#### Provided information
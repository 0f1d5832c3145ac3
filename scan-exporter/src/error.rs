use std::path::PathBuf;

use scan_core::pointcloud::scan::Field;
use thiserror::Error;

#[derive(Debug, Error, PartialEq)]
pub enum ComponentError {
    #[error("component format is empty")]
    EmptyFormat,
    #[error("unknown component letter {0:?}")]
    UnknownLetter(char),
    #[error("bit count {0} is not supported for discretized components")]
    InvalidBitCount(u16),
    #[error("precision must be positive, got {0}")]
    InvalidPrecision(f64),
    #[error("component {name} has an invalid range [{minimum}, {maximum}]")]
    InvalidRange {
        name: Field,
        minimum: f64,
        maximum: f64,
    },
    #[error("component {name} needs {codes} codes but {bit_count} bits hold only {capacity}")]
    RangeOverflow {
        name: Field,
        codes: u128,
        bit_count: u16,
        capacity: u128,
    },
}

#[derive(Debug, Error)]
pub enum ExportError {
    #[error("unsupported output extension: {0:?}")]
    UnsupportedExtension(String),
    #[error("failed to write {path:?}")]
    Write {
        path: PathBuf,
        #[source]
        source: std::io::Error,
    },
    #[error(transparent)]
    Io(#[from] std::io::Error),
    #[error(transparent)]
    Component(#[from] ComponentError),
    #[error("point added outside of a scan")]
    NoActiveScan,
}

#### What the task requires
Set each line down exactly, starting with the one that contains "pub enum ExportError" and ending with the last line of the listing; add nothing else.

#### Exercise response
pub enum ExportError {
    #[error("unsupported output extension: {0:?}")]
    UnsupportedExtension(String),
    #[error("failed to write {path:?}")]
    Write {
        path: PathBuf,
        #[source]
        source: std::io::Error,
    },
    #[error(transparent)]
    Io(#[from] std::io::Error),
    #[error(transparent)]
    Component(#[from] ComponentError),
    #[error("point added outside of a scan")]
    NoActiveScan,
}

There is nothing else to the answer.